> **ENTRIES SUPPLIED**

# # # # # # #

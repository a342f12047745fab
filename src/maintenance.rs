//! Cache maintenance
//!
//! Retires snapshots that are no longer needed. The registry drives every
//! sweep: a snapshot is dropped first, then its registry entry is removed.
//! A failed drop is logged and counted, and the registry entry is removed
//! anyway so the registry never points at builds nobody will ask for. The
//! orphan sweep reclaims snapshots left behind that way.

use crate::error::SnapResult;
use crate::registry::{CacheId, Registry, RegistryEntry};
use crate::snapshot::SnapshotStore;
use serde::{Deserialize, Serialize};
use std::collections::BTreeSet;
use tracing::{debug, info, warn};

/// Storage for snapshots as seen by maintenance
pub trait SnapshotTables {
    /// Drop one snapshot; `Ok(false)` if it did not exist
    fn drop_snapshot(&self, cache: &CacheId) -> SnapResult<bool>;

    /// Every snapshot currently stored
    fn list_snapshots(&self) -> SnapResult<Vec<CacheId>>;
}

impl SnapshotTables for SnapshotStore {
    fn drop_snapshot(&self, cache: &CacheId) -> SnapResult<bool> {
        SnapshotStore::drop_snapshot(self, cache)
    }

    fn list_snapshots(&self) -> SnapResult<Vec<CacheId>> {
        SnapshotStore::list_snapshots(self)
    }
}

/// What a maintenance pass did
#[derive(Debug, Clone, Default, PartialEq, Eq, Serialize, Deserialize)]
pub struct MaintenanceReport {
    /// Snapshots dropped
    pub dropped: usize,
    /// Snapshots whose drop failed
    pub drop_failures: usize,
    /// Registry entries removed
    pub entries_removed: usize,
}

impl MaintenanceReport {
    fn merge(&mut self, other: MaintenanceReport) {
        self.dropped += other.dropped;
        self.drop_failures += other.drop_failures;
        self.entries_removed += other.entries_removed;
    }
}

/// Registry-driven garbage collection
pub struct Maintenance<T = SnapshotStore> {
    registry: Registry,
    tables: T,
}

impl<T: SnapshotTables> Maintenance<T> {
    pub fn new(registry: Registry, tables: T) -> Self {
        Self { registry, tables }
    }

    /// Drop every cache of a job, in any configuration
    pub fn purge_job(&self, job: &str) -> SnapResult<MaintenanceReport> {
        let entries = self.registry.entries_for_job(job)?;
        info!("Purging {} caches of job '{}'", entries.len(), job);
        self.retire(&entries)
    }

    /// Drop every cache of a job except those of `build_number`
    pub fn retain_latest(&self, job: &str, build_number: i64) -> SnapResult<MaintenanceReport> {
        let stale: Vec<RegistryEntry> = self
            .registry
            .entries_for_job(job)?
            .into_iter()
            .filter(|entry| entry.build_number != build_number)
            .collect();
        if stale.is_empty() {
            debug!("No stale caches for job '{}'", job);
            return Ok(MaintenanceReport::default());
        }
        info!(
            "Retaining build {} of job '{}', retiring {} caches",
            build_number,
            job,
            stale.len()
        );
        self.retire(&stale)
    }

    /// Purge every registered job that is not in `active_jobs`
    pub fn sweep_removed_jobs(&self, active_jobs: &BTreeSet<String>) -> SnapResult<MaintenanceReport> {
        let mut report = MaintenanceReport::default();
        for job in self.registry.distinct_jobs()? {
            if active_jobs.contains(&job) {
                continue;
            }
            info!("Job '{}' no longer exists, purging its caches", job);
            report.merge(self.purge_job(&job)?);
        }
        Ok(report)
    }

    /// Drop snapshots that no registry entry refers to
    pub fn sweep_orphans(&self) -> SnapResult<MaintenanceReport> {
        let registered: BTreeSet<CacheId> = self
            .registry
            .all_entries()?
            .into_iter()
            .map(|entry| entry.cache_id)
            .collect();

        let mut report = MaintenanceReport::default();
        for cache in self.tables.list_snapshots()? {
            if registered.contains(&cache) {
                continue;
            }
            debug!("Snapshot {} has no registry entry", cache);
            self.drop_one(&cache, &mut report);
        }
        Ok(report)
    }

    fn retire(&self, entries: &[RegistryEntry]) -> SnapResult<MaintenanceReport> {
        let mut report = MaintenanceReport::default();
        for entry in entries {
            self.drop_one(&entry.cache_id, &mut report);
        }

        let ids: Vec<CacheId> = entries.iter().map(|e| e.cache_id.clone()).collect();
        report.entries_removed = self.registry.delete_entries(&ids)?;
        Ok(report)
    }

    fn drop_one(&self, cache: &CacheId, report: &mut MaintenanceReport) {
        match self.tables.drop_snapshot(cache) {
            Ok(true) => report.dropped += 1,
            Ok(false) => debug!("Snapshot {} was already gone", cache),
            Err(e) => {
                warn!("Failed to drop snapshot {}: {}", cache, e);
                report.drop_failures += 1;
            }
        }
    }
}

# # # # # # #

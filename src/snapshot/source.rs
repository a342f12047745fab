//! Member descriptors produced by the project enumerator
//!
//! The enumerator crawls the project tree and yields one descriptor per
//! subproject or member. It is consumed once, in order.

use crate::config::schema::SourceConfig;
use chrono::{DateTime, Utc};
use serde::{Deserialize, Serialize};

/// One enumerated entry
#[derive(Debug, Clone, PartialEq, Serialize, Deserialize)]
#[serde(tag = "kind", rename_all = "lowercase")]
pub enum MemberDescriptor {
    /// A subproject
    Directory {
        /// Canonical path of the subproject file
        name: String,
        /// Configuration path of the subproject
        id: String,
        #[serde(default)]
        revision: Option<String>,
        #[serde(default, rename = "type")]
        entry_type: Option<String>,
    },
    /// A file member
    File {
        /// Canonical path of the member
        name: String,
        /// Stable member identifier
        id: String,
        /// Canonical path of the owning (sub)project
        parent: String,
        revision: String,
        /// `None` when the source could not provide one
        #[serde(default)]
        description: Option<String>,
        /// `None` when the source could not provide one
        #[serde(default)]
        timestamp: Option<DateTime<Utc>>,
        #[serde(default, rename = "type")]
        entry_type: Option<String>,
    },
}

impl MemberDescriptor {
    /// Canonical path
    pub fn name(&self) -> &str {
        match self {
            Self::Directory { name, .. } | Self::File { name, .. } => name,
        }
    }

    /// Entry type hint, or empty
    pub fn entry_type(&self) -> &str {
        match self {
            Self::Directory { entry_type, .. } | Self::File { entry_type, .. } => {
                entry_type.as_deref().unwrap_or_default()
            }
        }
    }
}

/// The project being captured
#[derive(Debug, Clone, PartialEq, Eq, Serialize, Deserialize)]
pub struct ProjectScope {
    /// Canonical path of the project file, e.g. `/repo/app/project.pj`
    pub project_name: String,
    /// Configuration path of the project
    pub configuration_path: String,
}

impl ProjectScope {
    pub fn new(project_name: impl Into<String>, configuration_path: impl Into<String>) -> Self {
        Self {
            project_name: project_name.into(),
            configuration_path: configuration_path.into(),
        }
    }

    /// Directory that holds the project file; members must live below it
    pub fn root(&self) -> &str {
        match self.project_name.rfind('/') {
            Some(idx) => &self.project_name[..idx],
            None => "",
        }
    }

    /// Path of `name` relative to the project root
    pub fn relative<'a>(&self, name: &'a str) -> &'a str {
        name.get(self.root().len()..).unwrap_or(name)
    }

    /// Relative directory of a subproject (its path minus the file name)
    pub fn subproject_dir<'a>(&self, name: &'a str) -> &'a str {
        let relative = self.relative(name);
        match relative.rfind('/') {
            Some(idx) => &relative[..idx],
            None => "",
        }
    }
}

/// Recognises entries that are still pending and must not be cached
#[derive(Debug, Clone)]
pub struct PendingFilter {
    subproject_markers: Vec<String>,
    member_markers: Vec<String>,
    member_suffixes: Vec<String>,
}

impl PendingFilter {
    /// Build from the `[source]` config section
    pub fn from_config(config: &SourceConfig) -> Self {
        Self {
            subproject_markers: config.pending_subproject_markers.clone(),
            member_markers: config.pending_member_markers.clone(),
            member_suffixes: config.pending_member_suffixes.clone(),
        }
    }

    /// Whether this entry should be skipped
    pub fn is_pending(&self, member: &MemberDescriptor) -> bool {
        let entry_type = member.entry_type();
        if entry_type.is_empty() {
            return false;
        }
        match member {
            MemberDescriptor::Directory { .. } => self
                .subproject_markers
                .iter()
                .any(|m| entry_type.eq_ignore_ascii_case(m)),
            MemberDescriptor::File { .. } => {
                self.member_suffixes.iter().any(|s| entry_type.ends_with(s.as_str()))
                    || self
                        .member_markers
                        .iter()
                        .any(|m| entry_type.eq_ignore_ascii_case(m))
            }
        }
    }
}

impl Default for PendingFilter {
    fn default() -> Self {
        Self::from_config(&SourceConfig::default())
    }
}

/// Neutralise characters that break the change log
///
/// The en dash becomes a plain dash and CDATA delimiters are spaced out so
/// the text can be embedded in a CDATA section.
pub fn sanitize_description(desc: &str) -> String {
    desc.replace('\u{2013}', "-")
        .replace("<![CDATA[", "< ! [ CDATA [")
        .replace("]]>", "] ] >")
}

# # # # # # #

> **INSTRUCTIONS TO FOLLOW**
Lines above that have "Serialize": copy each of them.

> **COMPLETED EXERCISE**
use serde::{Deserialize, Serialize};
#[derive(Debug, Clone, Default, PartialEq, Eq, Serialize, Deserialize)]
use serde::{Deserialize, Serialize};
#[derive(Debug, Clone, PartialEq, Serialize, Deserialize)]
#[derive(Debug, Clone, PartialEq, Eq, Serialize, Deserialize)]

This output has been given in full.